Exercise brief:
Which lines in the records below mention the word "clone"? Copy each one out.

Stored data entries
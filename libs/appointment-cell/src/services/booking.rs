// libs/appointment-cell/src/services/booking.rs
use std::sync::Arc;

use chrono::{DateTime, Duration as ChronoDuration, Timelike, Utc};
use reqwest::Method;
use serde_json::{json, Value};
use tracing::{debug, info};
use uuid::Uuid;

use shared_config::AppConfig;
use shared_database::supabase::SupabaseClient;
use slot_cell::models::SlotError;
use slot_cell::services::slots::SlotService;

use crate::models::{
    Appointment, AppointmentError, AppointmentSearchQuery, AppointmentStatus,
    BookAppointmentRequest, CancelAppointmentRequest, CancelledBy, RejectAppointmentRequest,
};
use crate::services::conflict::ConflictDetectionService;
use crate::services::lifecycle::AppointmentLifecycleService;

pub struct AppointmentBookingService {
    supabase: Arc<SupabaseClient>,
    conflict_service: ConflictDetectionService,
    lifecycle_service: AppointmentLifecycleService,
    slot_service: SlotService,
}

impl AppointmentBookingService {
    pub fn new(config: &AppConfig) -> Self {
        let supabase = Arc::new(SupabaseClient::new(config));

        Self {
            conflict_service: ConflictDetectionService::new(Arc::clone(&supabase)),
            lifecycle_service: AppointmentLifecycleService::new(),
            slot_service: SlotService::new(config),
            supabase,
        }
    }

    /// Book a slot on behalf of a patient.
    ///
    /// Creates a pending appointment carrying the slot's time, duration and
    /// fee, and consumes the slot in the same operation.
    pub async fn book_appointment(
        &self,
        request: BookAppointmentRequest,
        auth_token: &str,
    ) -> Result<Appointment, AppointmentError> {
        info!("Booking slot {} for patient {}", request.slot_id, request.patient_id);

        self.verify_patient_exists(&request.patient_id, auth_token).await?;

        let slot = self.slot_service
            .get_slot(request.slot_id, auth_token)
            .await
            .map_err(map_slot_error)?;

        if slot.is_historical(Utc::now()) {
            return Err(AppointmentError::InvalidTime(
                "Slot has already started".to_string(),
            ));
        }
        if !slot.is_available || slot.is_booked {
            return Err(AppointmentError::SlotNotAvailable);
        }

        self.conflict_service
            .ensure_slot_free(slot.id, None, auth_token)
            .await?;

        let now = Utc::now();
        let appointment_data = json!({
            "patient_id": request.patient_id,
            "doctor_id": slot.doctor_id,
            "slot_id": slot.id,
            "scheduled_time": slot.start_time.to_rfc3339(),
            "duration_minutes": slot.duration_minutes,
            "fee": slot.fee,
            "status": AppointmentStatus::Pending.to_string(),
            "reason": request.reason,
            "cancellation_note": Value::Null,
            "pending_reschedule": Value::Null,
            "created_at": now.to_rfc3339(),
            "updated_at": now.to_rfc3339()
        });

        let mut headers = reqwest::header::HeaderMap::new();
        headers.insert("Prefer", reqwest::header::HeaderValue::from_static("return=representation"));

        let result: Vec<Value> = self.supabase.request_with_headers(
            Method::POST,
            "/rest/v1/appointments",
            Some(auth_token),
            Some(appointment_data),
            Some(headers),
        ).await.map_err(|e| AppointmentError::DatabaseError(e.to_string()))?;

        if result.is_empty() {
            return Err(AppointmentError::DatabaseError("Failed to create appointment".to_string()));
        }

        let appointment: Appointment = serde_json::from_value(result[0].clone())
            .map_err(|e| AppointmentError::DatabaseError(format!("Failed to parse created appointment: {}", e)))?;

        self.slot_service
            .mark_booked(slot.id, auth_token)
            .await
            .map_err(map_slot_error)?;

        info!("Appointment {} booked on slot {}", appointment.id, slot.id);
        Ok(appointment)
    }

    /// Doctor accepts a pending (or re-confirms a rescheduled) appointment.
    pub async fn confirm_appointment(
        &self,
        appointment_id: Uuid,
        auth_token: &str,
    ) -> Result<Appointment, AppointmentError> {
        debug!("Confirming appointment: {}", appointment_id);

        let current = self.get_appointment(appointment_id, auth_token).await?;
        self.lifecycle_service
            .validate_status_transition(&current.status, &AppointmentStatus::Confirmed)?;

        let updated = self.update_status(&current, AppointmentStatus::Confirmed, None, auth_token).await?;

        info!("Appointment {} confirmed", appointment_id);
        Ok(updated)
    }

    /// Doctor declines a pending appointment; the slot opens up again.
    pub async fn reject_appointment(
        &self,
        appointment_id: Uuid,
        request: RejectAppointmentRequest,
        auth_token: &str,
    ) -> Result<Appointment, AppointmentError> {
        debug!("Rejecting appointment: {}", appointment_id);

        let current = self.get_appointment(appointment_id, auth_token).await?;
        self.lifecycle_service
            .validate_status_transition(&current.status, &AppointmentStatus::Rejected)?;

        let note = request.note.unwrap_or_else(|| "Rejected by doctor".to_string());
        let updated = self
            .update_status(&current, AppointmentStatus::Rejected, Some(note), auth_token)
            .await?;

        self.slot_service
            .release_slot(current.slot_id, auth_token)
            .await
            .map_err(map_slot_error)?;

        info!("Appointment {} rejected, slot {} released", appointment_id, current.slot_id);
        Ok(updated)
    }

    /// Either party cancels a live appointment; the slot opens up again.
    pub async fn cancel_appointment(
        &self,
        appointment_id: Uuid,
        request: CancelAppointmentRequest,
        cancelled_by: CancelledBy,
        auth_token: &str,
    ) -> Result<Appointment, AppointmentError> {
        debug!("Cancelling appointment: {}", appointment_id);

        let current = self.get_appointment(appointment_id, auth_token).await?;
        self.lifecycle_service
            .validate_status_transition(&current.status, &AppointmentStatus::Cancelled)?;

        let note = format!("Cancelled by {:?}: {}", cancelled_by, request.reason);
        let updated = self
            .update_status(&current, AppointmentStatus::Cancelled, Some(note), auth_token)
            .await?;

        self.slot_service
            .release_slot(current.slot_id, auth_token)
            .await
            .map_err(map_slot_error)?;

        info!("Appointment {} cancelled by {:?}, slot {} released",
              appointment_id, cancelled_by, current.slot_id);
        Ok(updated)
    }

    /// Doctor marks a consultation as held. Only valid once the scheduled
    /// time has passed.
    pub async fn complete_appointment(
        &self,
        appointment_id: Uuid,
        auth_token: &str,
    ) -> Result<Appointment, AppointmentError> {
        debug!("Completing appointment: {}", appointment_id);

        let current = self.get_appointment(appointment_id, auth_token).await?;
        self.lifecycle_service
            .validate_status_transition(&current.status, &AppointmentStatus::Completed)?;
        self.lifecycle_service
            .validate_completion_time(current.scheduled_time, Utc::now())?;

        let updated = self
            .update_status(&current, AppointmentStatus::Completed, None, auth_token)
            .await?;

        info!("Appointment {} completed", appointment_id);
        Ok(updated)
    }

    /// Get appointment by ID
    pub async fn get_appointment(
        &self,
        appointment_id: Uuid,
        auth_token: &str,
    ) -> Result<Appointment, AppointmentError> {
        debug!("Fetching appointment: {}", appointment_id);

        let path = format!("/rest/v1/appointments?id=eq.{}", appointment_id);
        let result: Vec<Value> = self.supabase.request(
            Method::GET,
            &path,
            Some(auth_token),
            None,
        ).await.map_err(|e| AppointmentError::DatabaseError(e.to_string()))?;

        if result.is_empty() {
            return Err(AppointmentError::NotFound);
        }

        serde_json::from_value(result[0].clone())
            .map_err(|e| AppointmentError::DatabaseError(format!("Failed to parse appointment: {}", e)))
    }

    /// Search appointments with filters
    pub async fn search_appointments(
        &self,
        query: AppointmentSearchQuery,
        auth_token: &str,
    ) -> Result<Vec<Appointment>, AppointmentError> {
        debug!("Searching appointments with filters: {:?}", query);

        let mut query_parts = Vec::new();

        if let Some(patient_id) = query.patient_id {
            query_parts.push(format!("patient_id=eq.{}", patient_id));
        }
        if let Some(doctor_id) = query.doctor_id {
            query_parts.push(format!("doctor_id=eq.{}", doctor_id));
        }
        if let Some(status) = query.status {
            query_parts.push(format!("status=eq.{}", status));
        }
        if let Some(from_date) = query.from_date {
            let encoded = urlencoding::encode(&from_date.to_rfc3339()).into_owned();
            query_parts.push(format!("scheduled_time=gte.{}", encoded));
        }
        if let Some(to_date) = query.to_date {
            let encoded = urlencoding::encode(&to_date.to_rfc3339()).into_owned();
            query_parts.push(format!("scheduled_time=lte.{}", encoded));
        }

        let mut path = format!(
            "/rest/v1/appointments?{}&order=scheduled_time.desc",
            query_parts.join("&")
        );

        if let Some(limit) = query.limit {
            path.push_str(&format!("&limit={}", limit));
        }
        if let Some(offset) = query.offset {
            path.push_str(&format!("&offset={}", offset));
        }

        let result: Vec<Value> = self.supabase.request(
            Method::GET,
            &path,
            Some(auth_token),
            None,
        ).await.map_err(|e| AppointmentError::DatabaseError(e.to_string()))?;

        let appointments: Vec<Appointment> = result.into_iter()
            .map(serde_json::from_value)
            .collect::<std::result::Result<Vec<Appointment>, _>>()
            .map_err(|e| AppointmentError::DatabaseError(format!("Failed to parse appointments: {}", e)))?;

        Ok(appointments)
    }

    /// Get upcoming live appointments (configurable hours ahead)
    pub async fn get_upcoming_appointments(
        &self,
        patient_id: Option<Uuid>,
        doctor_id: Option<Uuid>,
        hours_ahead: Option<i32>,
        auth_token: &str,
    ) -> Result<Vec<Appointment>, AppointmentError> {
        let now = Utc::now();
        // Round to whole seconds to avoid nanosecond precision issues with PostgreSQL
        let rounded_now = now.with_nanosecond(0).unwrap_or(now);
        let future_time = rounded_now + ChronoDuration::hours(hours_ahead.unwrap_or(24) as i64);

        let query = AppointmentSearchQuery {
            patient_id,
            doctor_id,
            status: None,
            from_date: Some(rounded_now),
            to_date: Some(future_time),
            limit: Some(50),
            offset: None,
        };

        let mut appointments = self.search_appointments(query, auth_token).await?;

        appointments.retain(|apt| matches!(apt.status,
            AppointmentStatus::Pending |
            AppointmentStatus::Confirmed |
            AppointmentStatus::Rescheduled
        ));

        Ok(appointments)
    }

    // ==============================================================================
    // PRIVATE HELPER METHODS
    // ==============================================================================

    async fn verify_patient_exists(&self, patient_id: &Uuid, auth_token: &str) -> Result<(), AppointmentError> {
        let path = format!("/rest/v1/patients?id=eq.{}", patient_id);
        let result: Vec<Value> = self.supabase.request(
            Method::GET,
            &path,
            Some(auth_token),
            None,
        ).await.map_err(|e| AppointmentError::DatabaseError(e.to_string()))?;

        if result.is_empty() {
            return Err(AppointmentError::PatientNotFound);
        }

        Ok(())
    }

    async fn update_status(
        &self,
        current: &Appointment,
        new_status: AppointmentStatus,
        cancellation_note: Option<String>,
        auth_token: &str,
    ) -> Result<Appointment, AppointmentError> {
        let mut update_data = serde_json::Map::new();
        update_data.insert("status".to_string(), json!(new_status.to_string()));

        if let Some(note) = cancellation_note {
            update_data.insert("cancellation_note".to_string(), json!(note));
        }

        update_data.insert("updated_at".to_string(), json!(Utc::now().to_rfc3339()));

        let path = format!("/rest/v1/appointments?id=eq.{}", current.id);
        let mut headers = reqwest::header::HeaderMap::new();
        headers.insert("Prefer", reqwest::header::HeaderValue::from_static("return=representation"));

        let result: Vec<Value> = self.supabase.request_with_headers(
            Method::PATCH,
            &path,
            Some(auth_token),
            Some(Value::Object(update_data)),
            Some(headers),
        ).await.map_err(|e| AppointmentError::DatabaseError(e.to_string()))?;

        if result.is_empty() {
            return Err(AppointmentError::DatabaseError("Failed to update appointment".to_string()));
        }

        serde_json::from_value(result[0].clone())
            .map_err(|e| AppointmentError::DatabaseError(format!("Failed to parse updated appointment: {}", e)))
    }
}

/// Slot-cell failures seen through the appointment workflow.
pub(crate) fn map_slot_error(e: SlotError) -> AppointmentError {
    match e {
        SlotError::NotFound => AppointmentError::SlotNotFound,
        SlotError::AlreadyBooked => AppointmentError::SlotNotAvailable,
        SlotError::Historical => {
            AppointmentError::InvalidTime("Slot has already started".to_string())
        }
        SlotError::Overlap => AppointmentError::ConflictDetected,
        SlotError::InvalidTime(msg) => AppointmentError::InvalidTime(msg),
        SlotError::ValidationError(msg) => AppointmentError::ValidationError(msg),
        SlotError::Unauthorized => AppointmentError::Unauthorized,
        SlotError::DatabaseError(msg) => AppointmentError::DatabaseError(msg),
    }
}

Task solution:
            conflict_service: ConflictDetectionService::new(Arc::clone(&supabase)),
        let appointment: Appointment = serde_json::from_value(result[0].clone())
        serde_json::from_value(result[0].clone())
        serde_json::from_value(result[0].clone())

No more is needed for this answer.